#### Available data ####

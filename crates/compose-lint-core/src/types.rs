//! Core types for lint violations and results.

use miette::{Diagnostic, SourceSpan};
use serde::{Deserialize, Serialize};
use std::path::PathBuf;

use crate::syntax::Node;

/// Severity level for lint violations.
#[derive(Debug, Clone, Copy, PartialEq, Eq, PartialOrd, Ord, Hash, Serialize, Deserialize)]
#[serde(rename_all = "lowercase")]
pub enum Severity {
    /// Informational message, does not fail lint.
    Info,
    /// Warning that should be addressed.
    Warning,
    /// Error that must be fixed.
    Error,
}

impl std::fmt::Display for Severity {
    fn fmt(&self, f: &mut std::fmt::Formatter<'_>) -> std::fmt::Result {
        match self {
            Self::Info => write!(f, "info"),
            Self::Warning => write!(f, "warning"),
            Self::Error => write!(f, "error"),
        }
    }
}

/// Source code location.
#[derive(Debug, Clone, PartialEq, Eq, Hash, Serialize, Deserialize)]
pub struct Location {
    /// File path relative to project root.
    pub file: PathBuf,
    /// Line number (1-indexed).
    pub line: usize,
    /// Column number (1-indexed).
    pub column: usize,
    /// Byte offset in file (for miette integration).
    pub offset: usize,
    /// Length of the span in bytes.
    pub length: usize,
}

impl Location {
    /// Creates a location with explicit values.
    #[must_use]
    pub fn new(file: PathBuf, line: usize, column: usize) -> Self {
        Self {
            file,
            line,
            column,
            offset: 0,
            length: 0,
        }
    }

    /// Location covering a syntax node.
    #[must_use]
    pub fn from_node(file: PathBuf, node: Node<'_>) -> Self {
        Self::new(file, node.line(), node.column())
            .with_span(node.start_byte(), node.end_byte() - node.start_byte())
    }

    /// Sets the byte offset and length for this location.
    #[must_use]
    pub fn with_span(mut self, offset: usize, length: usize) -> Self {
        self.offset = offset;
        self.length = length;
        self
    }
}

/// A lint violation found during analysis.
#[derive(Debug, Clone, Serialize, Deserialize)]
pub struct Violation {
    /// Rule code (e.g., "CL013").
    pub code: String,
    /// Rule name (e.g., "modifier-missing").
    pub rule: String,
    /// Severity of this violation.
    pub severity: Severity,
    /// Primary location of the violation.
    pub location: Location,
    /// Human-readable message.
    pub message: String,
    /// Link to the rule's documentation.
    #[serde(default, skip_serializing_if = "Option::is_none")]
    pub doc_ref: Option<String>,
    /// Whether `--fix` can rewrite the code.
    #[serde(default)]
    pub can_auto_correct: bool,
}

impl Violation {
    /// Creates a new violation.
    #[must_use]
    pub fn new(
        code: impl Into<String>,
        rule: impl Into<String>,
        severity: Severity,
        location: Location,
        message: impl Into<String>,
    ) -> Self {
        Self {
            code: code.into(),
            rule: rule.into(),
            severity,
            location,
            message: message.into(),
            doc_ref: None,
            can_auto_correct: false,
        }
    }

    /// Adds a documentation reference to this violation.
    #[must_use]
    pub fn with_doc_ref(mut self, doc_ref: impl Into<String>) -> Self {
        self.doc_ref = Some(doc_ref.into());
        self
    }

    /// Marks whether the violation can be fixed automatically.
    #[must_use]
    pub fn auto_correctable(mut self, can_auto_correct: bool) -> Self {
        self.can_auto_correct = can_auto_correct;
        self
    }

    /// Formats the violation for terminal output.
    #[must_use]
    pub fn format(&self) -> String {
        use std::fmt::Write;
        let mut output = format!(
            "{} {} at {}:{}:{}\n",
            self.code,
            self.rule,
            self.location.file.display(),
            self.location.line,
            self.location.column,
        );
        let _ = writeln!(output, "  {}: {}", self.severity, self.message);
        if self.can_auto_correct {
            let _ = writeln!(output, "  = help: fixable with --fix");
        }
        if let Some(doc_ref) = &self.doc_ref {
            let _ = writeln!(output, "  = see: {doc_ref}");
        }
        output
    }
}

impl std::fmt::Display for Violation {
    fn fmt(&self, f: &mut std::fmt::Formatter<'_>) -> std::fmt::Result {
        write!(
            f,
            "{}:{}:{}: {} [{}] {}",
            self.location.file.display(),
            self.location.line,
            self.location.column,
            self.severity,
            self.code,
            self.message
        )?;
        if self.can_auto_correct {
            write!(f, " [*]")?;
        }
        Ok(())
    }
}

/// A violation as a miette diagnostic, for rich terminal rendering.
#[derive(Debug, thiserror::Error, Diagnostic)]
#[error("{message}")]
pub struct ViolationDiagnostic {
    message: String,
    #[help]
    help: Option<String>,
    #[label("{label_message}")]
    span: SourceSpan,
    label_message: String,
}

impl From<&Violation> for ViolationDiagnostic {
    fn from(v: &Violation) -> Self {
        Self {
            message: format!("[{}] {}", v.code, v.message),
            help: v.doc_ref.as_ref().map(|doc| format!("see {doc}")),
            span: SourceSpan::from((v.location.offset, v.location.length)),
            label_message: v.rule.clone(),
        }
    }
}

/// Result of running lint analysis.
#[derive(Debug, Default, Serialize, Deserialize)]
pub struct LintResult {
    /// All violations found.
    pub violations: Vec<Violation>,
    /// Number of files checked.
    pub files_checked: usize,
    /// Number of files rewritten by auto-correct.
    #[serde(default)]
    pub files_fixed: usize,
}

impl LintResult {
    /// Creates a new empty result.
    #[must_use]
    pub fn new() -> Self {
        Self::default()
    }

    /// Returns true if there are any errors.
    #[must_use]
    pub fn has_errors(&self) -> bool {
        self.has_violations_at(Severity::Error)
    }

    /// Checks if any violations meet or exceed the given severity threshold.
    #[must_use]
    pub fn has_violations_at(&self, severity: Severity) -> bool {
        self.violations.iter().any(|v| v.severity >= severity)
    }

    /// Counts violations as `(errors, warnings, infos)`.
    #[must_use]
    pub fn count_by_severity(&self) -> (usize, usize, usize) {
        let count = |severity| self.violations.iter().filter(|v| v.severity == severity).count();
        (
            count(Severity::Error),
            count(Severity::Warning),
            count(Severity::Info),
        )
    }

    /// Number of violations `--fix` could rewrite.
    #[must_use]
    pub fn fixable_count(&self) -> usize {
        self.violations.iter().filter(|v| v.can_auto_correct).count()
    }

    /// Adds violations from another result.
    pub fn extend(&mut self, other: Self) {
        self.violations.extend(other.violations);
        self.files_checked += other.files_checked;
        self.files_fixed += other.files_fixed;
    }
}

####
#### Available data ####

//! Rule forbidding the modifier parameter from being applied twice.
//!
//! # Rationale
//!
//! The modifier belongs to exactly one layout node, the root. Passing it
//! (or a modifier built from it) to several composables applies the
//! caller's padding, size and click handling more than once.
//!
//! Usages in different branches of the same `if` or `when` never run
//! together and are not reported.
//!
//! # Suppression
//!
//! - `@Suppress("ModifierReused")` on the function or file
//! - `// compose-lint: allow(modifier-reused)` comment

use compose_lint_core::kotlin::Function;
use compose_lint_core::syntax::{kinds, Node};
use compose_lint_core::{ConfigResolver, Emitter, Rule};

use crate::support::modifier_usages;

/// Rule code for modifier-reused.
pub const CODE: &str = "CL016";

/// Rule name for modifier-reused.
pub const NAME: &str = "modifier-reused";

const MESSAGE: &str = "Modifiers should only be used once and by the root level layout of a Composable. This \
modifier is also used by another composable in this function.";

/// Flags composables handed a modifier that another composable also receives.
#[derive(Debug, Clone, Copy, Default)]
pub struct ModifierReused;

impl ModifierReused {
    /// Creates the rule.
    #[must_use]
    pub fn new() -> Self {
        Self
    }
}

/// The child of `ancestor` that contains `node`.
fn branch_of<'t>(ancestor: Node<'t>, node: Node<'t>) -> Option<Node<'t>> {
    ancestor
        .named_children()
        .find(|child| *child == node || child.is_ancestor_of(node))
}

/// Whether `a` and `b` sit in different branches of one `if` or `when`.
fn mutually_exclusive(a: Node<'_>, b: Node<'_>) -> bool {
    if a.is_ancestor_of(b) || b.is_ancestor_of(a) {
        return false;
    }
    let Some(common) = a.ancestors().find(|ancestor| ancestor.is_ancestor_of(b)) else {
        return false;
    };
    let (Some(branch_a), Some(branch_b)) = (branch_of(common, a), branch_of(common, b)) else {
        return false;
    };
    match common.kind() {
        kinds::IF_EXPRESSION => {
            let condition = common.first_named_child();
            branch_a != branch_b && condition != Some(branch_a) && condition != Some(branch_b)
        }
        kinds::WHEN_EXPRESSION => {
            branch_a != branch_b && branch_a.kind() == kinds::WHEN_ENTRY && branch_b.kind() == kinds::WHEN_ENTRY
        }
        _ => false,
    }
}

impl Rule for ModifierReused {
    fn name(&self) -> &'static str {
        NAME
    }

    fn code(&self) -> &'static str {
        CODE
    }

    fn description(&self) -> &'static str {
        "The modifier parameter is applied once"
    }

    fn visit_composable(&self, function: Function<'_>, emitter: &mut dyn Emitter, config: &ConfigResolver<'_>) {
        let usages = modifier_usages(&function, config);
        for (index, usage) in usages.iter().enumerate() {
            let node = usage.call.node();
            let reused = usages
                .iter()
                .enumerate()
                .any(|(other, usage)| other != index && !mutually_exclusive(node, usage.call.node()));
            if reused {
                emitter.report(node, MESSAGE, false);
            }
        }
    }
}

####
#### Available data ####

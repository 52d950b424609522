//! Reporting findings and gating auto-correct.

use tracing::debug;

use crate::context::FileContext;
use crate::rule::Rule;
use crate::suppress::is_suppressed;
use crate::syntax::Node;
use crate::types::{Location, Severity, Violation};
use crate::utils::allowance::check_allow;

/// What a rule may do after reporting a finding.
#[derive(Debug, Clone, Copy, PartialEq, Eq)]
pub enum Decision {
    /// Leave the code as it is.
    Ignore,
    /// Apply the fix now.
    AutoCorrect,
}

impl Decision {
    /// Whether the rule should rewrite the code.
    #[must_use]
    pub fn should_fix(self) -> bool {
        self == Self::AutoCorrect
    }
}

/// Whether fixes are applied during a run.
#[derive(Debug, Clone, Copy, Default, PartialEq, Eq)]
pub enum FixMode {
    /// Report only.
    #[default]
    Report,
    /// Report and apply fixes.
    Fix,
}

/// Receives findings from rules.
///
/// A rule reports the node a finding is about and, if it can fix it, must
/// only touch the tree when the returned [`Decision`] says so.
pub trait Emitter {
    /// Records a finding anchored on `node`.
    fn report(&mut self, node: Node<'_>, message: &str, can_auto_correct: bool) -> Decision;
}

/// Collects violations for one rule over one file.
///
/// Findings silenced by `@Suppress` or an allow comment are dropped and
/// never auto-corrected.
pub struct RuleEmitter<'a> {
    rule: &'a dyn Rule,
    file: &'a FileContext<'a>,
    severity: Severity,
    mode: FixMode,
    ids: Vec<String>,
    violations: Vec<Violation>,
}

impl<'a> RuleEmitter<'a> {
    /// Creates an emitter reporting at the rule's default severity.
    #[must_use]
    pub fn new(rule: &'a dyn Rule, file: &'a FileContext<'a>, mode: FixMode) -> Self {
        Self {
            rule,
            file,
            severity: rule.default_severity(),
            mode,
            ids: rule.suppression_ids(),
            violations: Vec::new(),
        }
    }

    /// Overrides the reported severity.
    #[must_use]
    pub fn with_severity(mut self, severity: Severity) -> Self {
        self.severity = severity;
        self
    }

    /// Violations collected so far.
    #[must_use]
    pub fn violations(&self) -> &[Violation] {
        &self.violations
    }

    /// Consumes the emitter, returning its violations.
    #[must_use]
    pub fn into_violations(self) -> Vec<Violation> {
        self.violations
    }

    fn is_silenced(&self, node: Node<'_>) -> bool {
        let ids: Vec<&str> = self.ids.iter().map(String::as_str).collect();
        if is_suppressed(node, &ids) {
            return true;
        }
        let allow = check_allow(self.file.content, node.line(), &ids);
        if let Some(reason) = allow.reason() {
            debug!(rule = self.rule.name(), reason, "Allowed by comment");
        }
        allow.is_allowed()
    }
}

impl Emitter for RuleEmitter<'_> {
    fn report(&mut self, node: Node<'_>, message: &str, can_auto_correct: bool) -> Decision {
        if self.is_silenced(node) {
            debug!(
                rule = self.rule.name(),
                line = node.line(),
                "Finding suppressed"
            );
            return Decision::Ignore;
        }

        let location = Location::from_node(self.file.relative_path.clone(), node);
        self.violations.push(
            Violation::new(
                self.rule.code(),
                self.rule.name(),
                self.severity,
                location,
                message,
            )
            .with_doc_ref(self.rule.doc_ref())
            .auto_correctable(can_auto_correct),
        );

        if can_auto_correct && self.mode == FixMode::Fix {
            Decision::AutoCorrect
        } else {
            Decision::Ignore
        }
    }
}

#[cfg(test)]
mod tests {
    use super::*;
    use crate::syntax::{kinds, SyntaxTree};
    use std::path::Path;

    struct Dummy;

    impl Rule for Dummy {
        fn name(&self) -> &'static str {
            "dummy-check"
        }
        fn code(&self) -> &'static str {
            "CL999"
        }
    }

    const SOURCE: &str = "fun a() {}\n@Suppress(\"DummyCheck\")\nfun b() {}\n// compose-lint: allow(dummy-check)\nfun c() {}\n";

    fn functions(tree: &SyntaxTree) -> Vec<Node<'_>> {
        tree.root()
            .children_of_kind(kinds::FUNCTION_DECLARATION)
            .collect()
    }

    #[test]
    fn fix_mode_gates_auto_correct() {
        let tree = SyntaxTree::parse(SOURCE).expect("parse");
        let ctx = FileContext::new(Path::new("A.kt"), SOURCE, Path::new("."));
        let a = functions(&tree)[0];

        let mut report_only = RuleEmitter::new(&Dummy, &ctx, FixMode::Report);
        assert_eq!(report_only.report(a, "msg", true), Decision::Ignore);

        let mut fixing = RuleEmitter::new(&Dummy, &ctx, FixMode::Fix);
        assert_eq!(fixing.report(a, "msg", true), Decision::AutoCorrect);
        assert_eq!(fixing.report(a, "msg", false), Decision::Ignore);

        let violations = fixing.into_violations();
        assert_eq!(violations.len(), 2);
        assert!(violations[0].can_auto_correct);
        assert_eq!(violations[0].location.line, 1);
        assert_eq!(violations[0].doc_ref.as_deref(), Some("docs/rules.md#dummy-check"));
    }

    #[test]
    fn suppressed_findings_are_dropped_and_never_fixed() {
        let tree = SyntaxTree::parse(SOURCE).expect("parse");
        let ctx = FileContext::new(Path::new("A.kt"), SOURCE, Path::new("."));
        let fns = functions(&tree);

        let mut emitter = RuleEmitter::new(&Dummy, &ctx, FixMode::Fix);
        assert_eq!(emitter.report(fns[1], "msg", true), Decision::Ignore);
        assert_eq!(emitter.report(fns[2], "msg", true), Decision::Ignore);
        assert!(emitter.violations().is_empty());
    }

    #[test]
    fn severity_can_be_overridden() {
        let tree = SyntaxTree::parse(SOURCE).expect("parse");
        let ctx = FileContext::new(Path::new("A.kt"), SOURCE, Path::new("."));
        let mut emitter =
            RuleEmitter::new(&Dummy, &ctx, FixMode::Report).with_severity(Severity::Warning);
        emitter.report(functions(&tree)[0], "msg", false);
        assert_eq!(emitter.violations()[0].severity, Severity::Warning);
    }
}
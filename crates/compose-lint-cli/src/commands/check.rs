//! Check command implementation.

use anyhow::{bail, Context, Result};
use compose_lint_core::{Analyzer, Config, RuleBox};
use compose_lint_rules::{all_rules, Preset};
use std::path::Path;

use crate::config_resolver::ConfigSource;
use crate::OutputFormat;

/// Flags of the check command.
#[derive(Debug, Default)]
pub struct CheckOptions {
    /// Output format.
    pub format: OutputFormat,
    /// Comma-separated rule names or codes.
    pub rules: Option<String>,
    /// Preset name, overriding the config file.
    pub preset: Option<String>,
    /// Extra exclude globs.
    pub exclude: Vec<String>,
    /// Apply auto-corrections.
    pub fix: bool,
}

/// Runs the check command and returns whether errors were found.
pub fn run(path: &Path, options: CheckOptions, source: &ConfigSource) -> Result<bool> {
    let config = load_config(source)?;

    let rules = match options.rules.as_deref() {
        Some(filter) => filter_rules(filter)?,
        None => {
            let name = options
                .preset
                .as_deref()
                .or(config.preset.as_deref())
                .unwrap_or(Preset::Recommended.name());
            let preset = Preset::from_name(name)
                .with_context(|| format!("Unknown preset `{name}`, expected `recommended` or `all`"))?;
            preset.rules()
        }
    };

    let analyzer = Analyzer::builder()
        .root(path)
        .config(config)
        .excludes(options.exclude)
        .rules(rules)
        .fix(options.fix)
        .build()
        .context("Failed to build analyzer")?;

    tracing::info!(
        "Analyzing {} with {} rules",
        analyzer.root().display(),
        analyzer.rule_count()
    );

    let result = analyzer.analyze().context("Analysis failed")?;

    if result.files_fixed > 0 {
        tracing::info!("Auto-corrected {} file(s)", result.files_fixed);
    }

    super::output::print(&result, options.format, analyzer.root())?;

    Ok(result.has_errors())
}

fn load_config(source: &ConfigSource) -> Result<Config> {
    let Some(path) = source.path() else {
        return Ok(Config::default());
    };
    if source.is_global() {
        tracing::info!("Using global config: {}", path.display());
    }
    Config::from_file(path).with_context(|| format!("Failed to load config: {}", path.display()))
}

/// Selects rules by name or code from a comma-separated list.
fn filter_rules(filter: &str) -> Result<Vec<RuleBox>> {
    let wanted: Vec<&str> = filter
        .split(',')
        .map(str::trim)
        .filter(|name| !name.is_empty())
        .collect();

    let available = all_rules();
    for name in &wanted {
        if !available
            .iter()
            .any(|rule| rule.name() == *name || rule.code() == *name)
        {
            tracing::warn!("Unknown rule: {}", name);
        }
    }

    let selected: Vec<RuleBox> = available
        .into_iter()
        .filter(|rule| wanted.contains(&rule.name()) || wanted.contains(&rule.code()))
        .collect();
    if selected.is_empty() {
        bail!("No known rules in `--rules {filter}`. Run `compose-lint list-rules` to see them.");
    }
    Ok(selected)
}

####

• [Work instructions]:
Look through the data above for the word "indexed". Report each line where it occurs.

• [Exercise answer]:
    /// Line number (1-indexed).
    /// Column number (1-indexed).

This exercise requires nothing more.